Comment by dmitriid

5 years ago

> The thing I like most about react is that it’s just executing plain Javascript most of the time.

Then explain what hooks do ;)

Hooks are decidedly not Javascript (even if they look like Javascript), and are a much more weird construct than {#await promise}

No, they are JavaScript, it is array based programming wrapped in a reactive functional-declarative approach. Simply array of objects cascading with state. {#await promise} is more cryptic than any useHook function implementation.

  • > No, they are JavaScript, it is array based programming wrapped

    Javascript has no support for array-based programming.

    So, hooks are not Javascript: they look like regular function calls, but:

    - they can only be declared and called before rendering

    - they can't be called out of order

    - they cannot be called conditionally

    - they have to be called a specific name to be handled correctly by React runtime

    - some (but not all of them) require dependency lists that determine how they are invoked

    > {#await promise} is more cryptic than any useHook function implementation.
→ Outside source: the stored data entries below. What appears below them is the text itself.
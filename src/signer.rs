//! Decodes a detached CMS SignedData value and verifies it against the content it covers.
//!
//! Verification covers the message-digest attribute, the signature over the signed attributes and
//! an issuer name based check that the bank certificate issued the signer certificate. There is no
//! trust anchor and no revocation check.

use base64::Engine;
use chrono::{DateTime, Utc};
use cms::{
    attr::MessageDigest,
    content_info::ContentInfo,
    signed_data::{SignerIdentifier, SignerInfo},
};
use const_oid::{
    db::{
        rfc5911::{ID_MESSAGE_DIGEST, ID_SIGNED_DATA},
        rfc5912::{
            ID_SHA_1, ID_SHA_256, ID_SHA_384, ID_SHA_512, RSA_ENCRYPTION,
            SHA_1_WITH_RSA_ENCRYPTION, SHA_256_WITH_RSA_ENCRYPTION, SHA_384_WITH_RSA_ENCRYPTION,
            SHA_512_WITH_RSA_ENCRYPTION,
        },
        rfc5280::ID_CE_SUBJECT_KEY_IDENTIFIER,
    },
    ObjectIdentifier,
};
use der::{Decode, Encode};
use log::{debug, error, warn};
use sha1::Sha1;
use sha2::{Digest, Sha256, Sha384, Sha512};
use x509_cert::{ext::pkix::SubjectKeyIdentifier, spki::AlgorithmIdentifierOwned, Certificate};

use certval::PkiEnvironment;

use crate::{asn1::LenientSignedData, Error, ResolvedCertificatePair, Result};

/// A decoded BankID CMS signature whose content is held elsewhere.
#[derive(Clone, Debug)]
pub struct CmsEnvelope {
    signed_data: LenientSignedData,
    certificates: Vec<Certificate>,
}

/// What a signature says about itself once checked against its content.
#[derive(Clone, Debug)]
pub struct Verification {
    pub timestamp: DateTime<Utc>,
    pub verified: bool,
    pub certificates: Vec<Certificate>,
}

impl CmsEnvelope {
    /// Decodes base64 text as found in a `CMSSignature` element. Line breaks and other whitespace
    /// in the text are ignored.
    pub fn decode(base64_text: &str) -> Result<Self> {
        let compact: String = base64_text
            .chars()
            .filter(|c| !c.is_ascii_whitespace())
            .collect();
        let der_bytes = match base64::engine::general_purpose::STANDARD.decode(compact) {
            Ok(der_bytes) => der_bytes,
            Err(e) => {
                error!("Failed to base64 decode CMS signature: {e:?}");
                return Err(e.into());
            }
        };
        Self::from_der(&der_bytes)
    }

    pub fn from_der(der_bytes: &[u8]) -> Result<Self> {
        let ci = match ContentInfo::from_der(der_bytes) {
            Ok(ci) => ci,
            Err(e) => {
                error!("Failed to parse ContentInfo: {e:?}");
                return Err(Error::CmsDecode(e.to_string()));
            }
        };
        if ci.content_type != ID_SIGNED_DATA {
            error!("ContentInfo carries {} rather than SignedData", ci.content_type);
            return Err(Error::CmsDecode(format!(
                "unexpected content type {}",
                ci.content_type
            )));
        }
        let sd_bytes = ci.content.to_der()?;
        let signed_data = match LenientSignedData::from_der(&sd_bytes) {
            Ok(sd) => sd,
            Err(e) => {
                error!("Failed to parse SignedData: {e:?}");
                return Err(Error::CmsDecode(e.to_string()));
            }
        };
        if signed_data.signer_infos.0.is_empty() {
            return Err(Error::CmsDecode("SignedData has no SignerInfo".to_string()));
        }
        let certificates = signed_data.x509_certificates();
        debug!("Decoded SignedData with {} certificates", certificates.len());
        Ok(CmsEnvelope {
            signed_data,
            certificates,
        })
    }

    /// Embedded X.509 certificates.
    pub fn certificates(&self) -> &[Certificate] {
        &self.certificates
    }

    pub(crate) fn signer_info(&self) -> Result<&SignerInfo> {
        match self.signed_data.signer_infos.0.get(0) {
            Some(si) => Ok(si),
            None => Err(Error::CmsDecode("SignedData has no SignerInfo".to_string())),
        }
    }

    /// Checks the signature over `content` with the certificate roles given by `roles`.
    pub fn verify(&self, content: &[u8], roles: &ResolvedCertificatePair) -> Result<()> {
        let signer_info = self.signer_info()?;

        let digest = digest_content(&signer_info.digest_alg.oid, content)?;
        let signed_attrs = match &signer_info.signed_attrs {
            Some(signed_attrs) => signed_attrs,
            None => {
                return Err(Error::VerificationFailed(
                    "SignerInfo has no signed attributes".to_string(),
                ))
            }
        };

        let md_attr = signed_attrs.iter().find(|a| a.oid == ID_MESSAGE_DIGEST);
        match md_attr {
            Some(attr) => {
                if let Some(val) = attr.values.get(0) {
                    let md_attr = MessageDigest::from_der(&val.to_der()?)?;
                    if md_attr.as_bytes() != digest.as_slice() {
                        return Err(Error::DigestMismatch);
                    }
                } else {
                    return Err(Error::DigestMismatch);
                }
            }
            None => return Err(Error::DigestMismatch),
        };

        let signer_cert = match get_signer_cert(&signer_info.sid, &self.certificates) {
            Some(cert) => cert,
            None => {
                return Err(Error::VerificationFailed(
                    "no certificate matches the signer identifier".to_string(),
                ))
            }
        };
        if *signer_cert != roles.signer {
            return Err(Error::VerificationFailed(
                "signer identifier names the bank certificate".to_string(),
            ));
        }

        let enc_signed_attrs = signed_attrs.to_der()?;
        let sig_alg = signature_algorithm(signer_info)?;

        let mut pe = PkiEnvironment::new();
        pe.populate_5280_pki_environment();
        pe.verify_signature_message(
            &pe,
            &enc_signed_attrs,
            signer_info.signature.as_bytes(),
            &sig_alg,
            &signer_cert.tbs_certificate.subject_public_key_info,
        )?;

        verify_issued_by(&pe, &roles.signer, &roles.bank)
    }

    /// Decodes, resolves certificate roles and verifies in one step.
    ///
    /// Decoding problems and a missing signing time are errors. Anything that goes wrong while
    /// checking digest, signature or chain only yields `verified == false`, as does a missing
    /// `content`.
    pub fn verify_detached(
        base64_text: &str,
        content: Option<&[u8]>,
        root_ca_marker: &str,
    ) -> Result<Verification> {
        let envelope = Self::decode(base64_text)?;
        let timestamp = envelope.signing_time()?;
        let verified = match content {
            Some(content) => envelope.is_verified(content, root_ca_marker),
            None => {
                warn!("No content available for signature, reporting it as unverified");
                false
            }
        };
        Ok(Verification {
            timestamp,
            verified,
            certificates: envelope.certificates,
        })
    }

    /// Like [`CmsEnvelope::verify`] with roles resolved from the embedded certificates, reporting
    /// every failure as `false`.
    pub fn is_verified(&self, content: &[u8], root_ca_marker: &str) -> bool {
        let outcome = ResolvedCertificatePair::resolve(&self.certificates, root_ca_marker)
            .and_then(|roles| self.verify(content, &roles));
        match outcome {
            Ok(()) => true,
            Err(e) => {
                warn!("Signature did not verify: {e}");
                false
            }
        }
    }
}

fn digest_content(alg: &ObjectIdentifier, content: &[u8]) -> Result<Vec<u8>> {
    let digest = if *alg == ID_SHA_1 {
        Sha1::digest(content).to_vec()
    } else if *alg == ID_SHA_256 {
        Sha256::digest(content).to_vec()
    } else if *alg == ID_SHA_384 {
        Sha384::digest(content).to_vec()
    } else if *alg == ID_SHA_512 {
        Sha512::digest(content).to_vec()
    } else {
        return Err(Error::UnsupportedAlgorithm(format!("digest {alg}")));
    };
    Ok(digest)
}

/// Some signers use rsaEncryption as the signature algorithm. Pair it with the digest algorithm
/// before attempting verification.
fn signature_algorithm(signer_info: &SignerInfo) -> Result<AlgorithmIdentifierOwned> {
    if RSA_ENCRYPTION != signer_info.signature_algorithm.oid {
        return Ok(signer_info.signature_algorithm.clone());
    }
    let digest_alg = signer_info.digest_alg.oid;
    let oid = if digest_alg == ID_SHA_1 {
        SHA_1_WITH_RSA_ENCRYPTION
    } else if digest_alg == ID_SHA_256 {
        SHA_256_WITH_RSA_ENCRYPTION
    } else if digest_alg == ID_SHA_384 {
        SHA_384_WITH_RSA_ENCRYPTION
    } else if digest_alg == ID_SHA_512 {
        SHA_512_WITH_RSA_ENCRYPTION
    } else {
        return Err(Error::UnsupportedAlgorithm(format!(
            "rsaEncryption with digest {digest_alg}"
        )));
    };
    Ok(AlgorithmIdentifierOwned {
        oid,
        parameters: signer_info.signature_algorithm.parameters.clone(),
    })
}

/// Issuer name match plus a check of the bank's signature on the signer certificate.
fn verify_issued_by(pe: &PkiEnvironment, signer: &Certificate, bank: &Certificate) -> Result<()> {
    if signer.tbs_certificate.issuer != bank.tbs_certificate.subject {
        return Err(Error::VerificationFailed(format!(
            "signer certificate issued by {}, bank certificate is {}",
            signer.tbs_certificate.issuer, bank.tbs_certificate.subject
        )));
    }
    let enc_tbs = signer.tbs_certificate.to_der()?;
    pe.verify_signature_message(
        pe,
        &enc_tbs,
        signer.signature.raw_bytes(),
        &signer.signature_algorithm,
        &bank.tbs_certificate.subject_public_key_info,
    )?;
    Ok(())
}

fn subject_key_identifier(cert: &Certificate) -> Option<SubjectKeyIdentifier> {
    cert.tbs_certificate
        .extensions
        .as_ref()?
        .iter()
        .find(|ext| ext.extn_id == ID_CE_SUBJECT_KEY_IDENTIFIER)
        .and_then(|ext| SubjectKeyIdentifier::from_der(ext.extn_value.as_bytes()).ok())
}

fn get_signer_cert<'a>(sid: &SignerIdentifier, certs: &'a [Certificate]) -> Option<&'a Certificate> {
    certs.iter().find(|cert| match sid {
        SignerIdentifier::SubjectKeyIdentifier(skid) => {
            subject_key_identifier(cert).as_ref() == Some(skid)
        }
        SignerIdentifier::IssuerAndSerialNumber(iasn) => {
            cert.tbs_certificate.serial_number == iasn.serial_number
                && cert.tbs_certificate.issuer == iasn.issuer
        }
    })
}
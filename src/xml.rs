//! Path navigation over the SDO element tree.
//!
//! SDO files put their own elements in the default namespace (or in none, for some producers) and
//! the signature policy in the XAdES namespace. Paths are written as `/`-separated local names, with
//! an optional `prefix:` resolved against [`NAMESPACES`].

use roxmltree::Node;

use crate::{Error, Result, TextEncoding};

pub(crate) const SDO_NS: &str = "http://www.npt.no/seid/xmlskjema/SDO_v1.0";
pub(crate) const XADES_NS: &str = "http://uri.etsi.org/01903/v1.2.2#";

/// Fixed prefix table used by paths.
pub(crate) const NAMESPACES: &[(&str, &str)] = &[("XAdES", XADES_NS)];

pub(crate) const SIGNATURE_ELEMENTS: &str = "SDO/SDODataPart/SignatureElement";
pub(crate) const SEAL_SIGNATURE: &str = "SDO/SDOSeal/SDOSignature/CMSSignatureElement/CMSSignature";
pub(crate) const SIGNERS_DOCUMENT: &str = "SDO/SignedObject/SignersDocument";
pub(crate) const SEID_SDO_VERSION: &str = "SDO/SEIDSDOVersion";
pub(crate) const METADATA: &str = "SDO/Metadata";
pub(crate) const METADATA_PAIRS: &str = "SDO/Metadata/ValuePair";

pub(crate) const SDO_PROFILE: &str = "CMSSignatureElement/SDOProfile";
pub(crate) const CMS_SIGNATURE: &str = "CMSSignatureElement/CMSSignature";
pub(crate) const MIME_TYPE: &str = "CMSSignatureElement/SignersDocumentFormat/MimeType";
pub(crate) const POLICY_IDENTIFIER: &str =
    "CMSSignatureElement/SignaturePolicyIdentifier/SignaturePolicyId/SigPolicyId/XAdES:Identifier";

fn step_matches(node: &Node, step: &str) -> bool {
    if !node.is_element() {
        return false;
    }
    let name = node.tag_name();
    match step.split_once(':') {
        Some((prefix, local)) => {
            let ns = NAMESPACES
                .iter()
                .find(|(p, _)| *p == prefix)
                .map(|(_, uri)| *uri);
            ns.is_some() && name.namespace() == ns && name.name() == local
        }
        None => {
            name.name() == step && matches!(name.namespace(), None | Some(SDO_NS))
        }
    }
}

/// All elements reached from `context` by following `path`, in document order.
pub(crate) fn select_nodes<'a, 'input>(
    context: Node<'a, 'input>,
    path: &str,
) -> Vec<Node<'a, 'input>> {
    let mut current = vec![context];
    for step in path.split('/').filter(|s| !s.is_empty()) {
        current = current
            .iter()
            .flat_map(|n| n.children().filter(|c| step_matches(c, step)))
            .collect();
    }
    current
}

pub(crate) fn select_single<'a, 'input>(
    context: Node<'a, 'input>,
    path: &str,
) -> Option<Node<'a, 'input>> {
    select_nodes(context, path).into_iter().next()
}

/// Concatenated descendant text of `node`.
pub(crate) fn inner_text(node: Node) -> String {
    node.descendants()
        .filter(|n| n.is_text())
        .filter_map(|n| n.text())
        .collect()
}

pub(crate) fn single_text(context: Node, path: &str) -> Option<String> {
    select_single(context, path).map(inner_text)
}

pub(crate) fn required_text(context: Node, path: &str) -> Result<String> {
    single_text(context, path)
        .ok_or_else(|| Error::MalformedDocument(format!("missing element {path}")))
}

/// Returns the `SDOList` root element.
pub(crate) fn sdo_list<'a, 'input>(doc: &'a roxmltree::Document<'input>) -> Result<Node<'a, 'input>> {
    let root = doc.root_element();
    if step_matches(&root, "SDOList") {
        Ok(root)
    } else {
        Err(Error::MalformedDocument(format!(
            "root element is {}, expected SDOList",
            root.tag_name().name()
        )))
    }
}

/// Escapes `text` for element content written in `encoding`. CR and characters `encoding` cannot
/// represent become numeric character references so they survive saving and reloading.
pub(crate) fn escape_text(text: &str, encoding: TextEncoding) -> String {
    let mut out = String::with_capacity(text.len());
    for c in text.chars() {
        match c {
            '&' => out.push_str("&amp;"),
            '<' => out.push_str("&lt;"),
            '>' => out.push_str("&gt;"),
            '\r' => out.push_str("&#13;"),
            c if !encoding.can_encode(c) => out.push_str(&format!("&#{};", u32::from(c))),
            _ => out.push(c),
        }
    }
    out
}
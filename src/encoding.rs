//! Text encodings used by SDO producers. Older producers emitted Windows-1252 / ISO-8859-1 text,
//! newer ones UTF-8; the seal digest is computed over the encoded bytes, so the encoding has to be
//! reproduced exactly.

use encoding_rs::WINDOWS_1252;
use serde::{Deserialize, Serialize};

use crate::{Error, Result};

const UTF8_BOM: &[u8] = b"\xEF\xBB\xBF";

#[derive(Clone, Copy, Debug, Default, Eq, PartialEq, Serialize, Deserialize)]
pub enum TextEncoding {
    #[default]
    Utf8,
    Windows1252,
    /// Strict ISO-8859-1, every character must be below U+0100.
    Latin1,
}

impl TextEncoding {
    /// Maps an IANA charset label as found in an XML declaration.
    pub fn from_label(label: &str) -> Option<Self> {
        match label.trim().to_ascii_lowercase().as_str() {
            "utf-8" | "utf8" => Some(TextEncoding::Utf8),
            "windows-1252" | "cp1252" | "x-cp1252" => Some(TextEncoding::Windows1252),
            "iso-8859-1" | "iso8859-1" | "latin1" | "l1" => Some(TextEncoding::Latin1),
            _ => None,
        }
    }

    /// Looks for `encoding="..."` in a leading `<?xml ...?>` declaration. Falls back to UTF-8.
    pub fn sniff(data: &[u8]) -> Self {
        if data.starts_with(UTF8_BOM) {
            return TextEncoding::Utf8;
        }
        if !data.starts_with(b"<?xml") {
            return TextEncoding::Utf8;
        }
        let end = match data.iter().position(|b| *b == b'>') {
            Some(end) => end,
            None => return TextEncoding::Utf8,
        };
        let decl = String::from_utf8_lossy(&data[..end]);
        let rest = match decl.find("encoding") {
            Some(pos) => &decl[pos + "encoding".len()..],
            None => return TextEncoding::Utf8,
        };
        let rest = rest.trim_start().trim_start_matches('=').trim_start();
        let quote = match rest.chars().next() {
            Some(q @ ('"' | '\'')) => q,
            _ => return TextEncoding::Utf8,
        };
        rest[1..]
            .split(quote)
            .next()
            .and_then(TextEncoding::from_label)
            .unwrap_or_default()
    }

    pub fn decode(&self, data: &[u8]) -> Result<String> {
        match self {
            TextEncoding::Utf8 => {
                let data = data.strip_prefix(UTF8_BOM).unwrap_or(data);
                String::from_utf8(data.to_vec())
                    .map_err(|e| Error::Encoding(format!("invalid UTF-8: {e}")))
            }
            TextEncoding::Windows1252 => {
                let (text, had_errors) = WINDOWS_1252.decode_without_bom_handling(data);
                if had_errors {
                    return Err(Error::Encoding("invalid windows-1252 text".to_string()));
                }
                Ok(text.into_owned())
            }
            TextEncoding::Latin1 => Ok(data.iter().map(|b| char::from(*b)).collect()),
        }
    }

    pub fn can_encode(&self, c: char) -> bool {
        match self {
            TextEncoding::Utf8 => true,
            TextEncoding::Windows1252 => {
                let mut buf = [0; 4];
                !WINDOWS_1252.encode(c.encode_utf8(&mut buf)).2
            }
            TextEncoding::Latin1 => u32::from(c) < 0x100,
        }
    }

    /// Encodes `text`. Characters the target encoding cannot represent are an error rather than
    /// being replaced, since a replacement would silently change digested bytes.
    pub fn encode(&self, text: &str) -> Result<Vec<u8>> {
        match self {
            TextEncoding::Utf8 => Ok(text.as_bytes().to_vec()),
            TextEncoding::Windows1252 => {
                let (bytes, _, had_errors) = WINDOWS_1252.encode(text);
                if had_errors {
                    return Err(Error::Encoding(
                        "text not representable in windows-1252".to_string(),
                    ));
                }
                Ok(bytes.into_owned())
            }
            TextEncoding::Latin1 => text
                .chars()
                .map(|c| {
                    u8::try_from(u32::from(c)).map_err(|_| {
                        Error::Encoding(format!("character {c:?} not representable in ISO-8859-1"))
                    })
                })
                .collect(),
        }
    }
}
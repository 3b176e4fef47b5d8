//! Signature records as reported to callers.

use std::fmt;

use chrono::{DateTime, Utc};
use serde::{Deserialize, Serialize};
use x509_cert::Certificate;

use crate::{
    chain::{common_name, organizational_unit, serial_number},
    signer::Verification,
    Error, ResolvedCertificatePair, Result,
};

const POLICY_OID_PREFIX: &str = "urn:oid:";
const PERSON_OU: &str = "BankID";

#[derive(Clone, Debug, PartialEq)]
pub struct Signature {
    /// Common name of the signer certificate.
    pub name: String,
    pub timestamp: DateTime<Utc>,
    pub verified: bool,
    pub certificate: Certificate,
}

#[derive(Clone, Copy, Debug, Eq, PartialEq, Serialize, Deserialize)]
pub enum BankIdType {
    /// Personal BankID
    PersonBankID,
    /// Merchant or organization BankID
    BrukerstedsBankID,
}

impl fmt::Display for BankIdType {
    fn fmt(&self, f: &mut fmt::Formatter<'_>) -> fmt::Result {
        match self {
            BankIdType::PersonBankID => f.write_str("PersonBankID"),
            BankIdType::BrukerstedsBankID => f.write_str("BrukerstedsBankID"),
        }
    }
}

/// A per-signer signature from the data part of an SDO.
#[derive(Clone, Debug, PartialEq)]
pub struct BankIdSignature {
    pub name: String,
    pub timestamp: DateTime<Utc>,
    pub verified: bool,
    pub certificate: Certificate,
    pub bank_id_type: BankIdType,
    pub bank_name: String,
    pub sdo_profile: String,
    /// Signature policy OID without the `urn:oid:` prefix.
    pub sign_policy: String,
    /// Subject serial number. An organization number for merchants, a BankID specific person
    /// identifier (not the national identity number) for persons.
    pub unique_id: String,
}

/// Display name split into parts.
#[derive(Clone, Debug, Eq, PartialEq, Serialize, Deserialize)]
pub struct Name {
    pub first_name: String,
    pub last_name: String,
}

impl Signature {
    pub(crate) fn assemble(verification: Verification, roles: ResolvedCertificatePair) -> Result<Self> {
        Ok(Signature {
            name: signer_name(&roles.signer)?,
            timestamp: verification.timestamp,
            verified: verification.verified,
            certificate: roles.signer,
        })
    }
}

impl BankIdSignature {
    pub(crate) fn assemble(
        verification: Verification,
        roles: ResolvedCertificatePair,
        sdo_profile: String,
        policy_identifier: &str,
    ) -> Result<Self> {
        let subject = &roles.signer.tbs_certificate.subject;
        let unique_id = serial_number(subject).ok_or_else(|| {
            Error::MalformedDocument(format!("signer certificate {subject} has no serial number"))
        })?;
        let bank_id_type = match organizational_unit(subject) {
            Some(ou) if ou == PERSON_OU => BankIdType::PersonBankID,
            _ => BankIdType::BrukerstedsBankID,
        };
        let bank_name = bank_name(&roles.bank)?;
        let sign_policy = policy_identifier
            .trim()
            .trim_start_matches(POLICY_OID_PREFIX)
            .to_string();

        Ok(BankIdSignature {
            name: signer_name(&roles.signer)?,
            timestamp: verification.timestamp,
            verified: verification.verified,
            certificate: roles.signer,
            bank_id_type,
            bank_name,
            sdo_profile,
            sign_policy,
            unique_id,
        })
    }

    pub fn first_and_last_name(&self) -> Name {
        split_display_name(&self.name)
    }
}

fn signer_name(signer: &Certificate) -> Result<String> {
    let subject = &signer.tbs_certificate.subject;
    common_name(subject).ok_or_else(|| {
        Error::MalformedDocument(format!("signer certificate {subject} has no common name"))
    })
}

/// Bank certificate CN with the fixed `BankID ` and `Bank CA 2` decorations removed.
pub fn bank_name(bank: &Certificate) -> Result<String> {
    let subject = &bank.tbs_certificate.subject;
    let cn = common_name(subject).ok_or_else(|| {
        Error::MalformedDocument(format!("bank certificate {subject} has no common name"))
    })?;
    Ok(cn
        .replace("BankID ", "")
        .replace("Bank CA 2", "")
        .trim()
        .to_string())
}

/// Splits a `"Last, First"` common name. A name without a comma, such as a merchant name, yields the
/// whole name in both parts.
pub fn split_display_name(name: &str) -> Name {
    let (last, first) = name.split_once(',').unwrap_or((name, name));
    Name {
        first_name: title_case(first.trim()),
        last_name: title_case(last.trim()),
    }
}

/// Title cases with Norwegian conventions: every letter that does not follow another letter, digit
/// or apostrophe is upper cased, the rest lower cased.
pub fn title_case(text: &str) -> String {
    let mut out = String::with_capacity(text.len());
    let mut in_word = false;
    for c in text.chars() {
        if in_word {
            out.extend(c.to_lowercase());
        } else {
            out.extend(c.to_uppercase());
        }
        in_word = c.is_alphanumeric() || c == '\'';
    }
    out
}
//! Parses and verifies SEID SDO (Signed Document Object) containers as produced by Norwegian BankID.
//! An SDO wraps a signed document together with one CMS SignedData signature per signer and a seal
//! signature, issued by the merchant, that covers the whole `SDODataPart` element. This is not a
//! general purpose CMS or X.509 path validation library.
//!
//! ```no_run
//! use sdo_verify::SdoDocument;
//!
//! let sdo = SdoDocument::from_path("Test1.sdo")?;
//! for signature in sdo.signatures()? {
//!     let signature = signature?;
//!     println!("{} verified: {}", signature.name, signature.verified);
//! }
//! let seal = sdo.sealed_by()?;
//! println!("sealed by {} at {}", seal.name, seal.timestamp);
//! # Ok::<(), sdo_verify::Error>(())
//! ```

pub(crate) mod asn1;
pub mod chain;
pub mod encoding;
pub mod payload;
pub mod record;
pub mod sdo;
pub mod settings;
pub mod signer;
pub(crate) mod timestamp;
pub(crate) mod xml;

pub use chain::{ChainResolution, ResolvedCertificatePair};
pub use encoding::TextEncoding;
pub use record::{BankIdSignature, BankIdType, Name, Signature};
pub use sdo::{DocumentType, MetaData, SdoDocument};
pub use settings::SdoSettings;
pub use signer::CmsEnvelope;

/// Errors produced while loading an SDO or interpreting its signatures.
///
/// `DigestMismatch`, `VerificationFailed`, `UnsupportedAlgorithm` and `Certval` describe why a
/// signature did not verify. The accessors on [`SdoDocument`] report those as `verified == false`
/// rather than returning them.
#[derive(Debug, thiserror::Error)]
pub enum Error {
    #[error("file not found: {0}")]
    NotFound(String),

    #[error("I/O error: {0}")]
    Io(#[from] std::io::Error),

    #[error("XML parsing error: {0}")]
    XmlParse(String),

    #[error("malformed SDO: {0}")]
    MalformedDocument(String),

    #[error("unknown document type: {0}")]
    UnknownDocumentType(String),

    #[error("signed attributes carry no signing time")]
    MissingSigningTime,

    #[error("cannot tell signer certificate from bank certificate: {0}")]
    AmbiguousCertificateChain(String),

    #[error("cannot decode CMS signature: {0}")]
    CmsDecode(String),

    #[error("base64 decode error: {0}")]
    Base64(#[from] base64::DecodeError),

    #[error("ASN.1 error: {0}")]
    Asn1(#[from] der::Error),

    #[error("text encoding error: {0}")]
    Encoding(String),

    #[error("message digest does not match content")]
    DigestMismatch,

    #[error("signature verification failed: {0}")]
    VerificationFailed(String),

    #[error("unsupported algorithm: {0}")]
    UnsupportedAlgorithm(String),

    #[error("certificate processing error: {0:?}")]
    Certval(certval::Error),
}

impl From<certval::Error> for Error {
    fn from(e: certval::Error) -> Self {
        Error::Certval(e)
    }
}

pub type Result<T> = std::result::Result<T, Error>;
    usEffect documentation is something like 20 pages long. The use of {#await promise} is immediately understandable from the code example, and its entire documentation fits on a page and a half

    • They are definitely javascript. I can click to definition of the useEffect function and see exactly what it is doing.

      I completely agree that learning them is a bit crazy, but ultimately every hook comes down to being a function execution.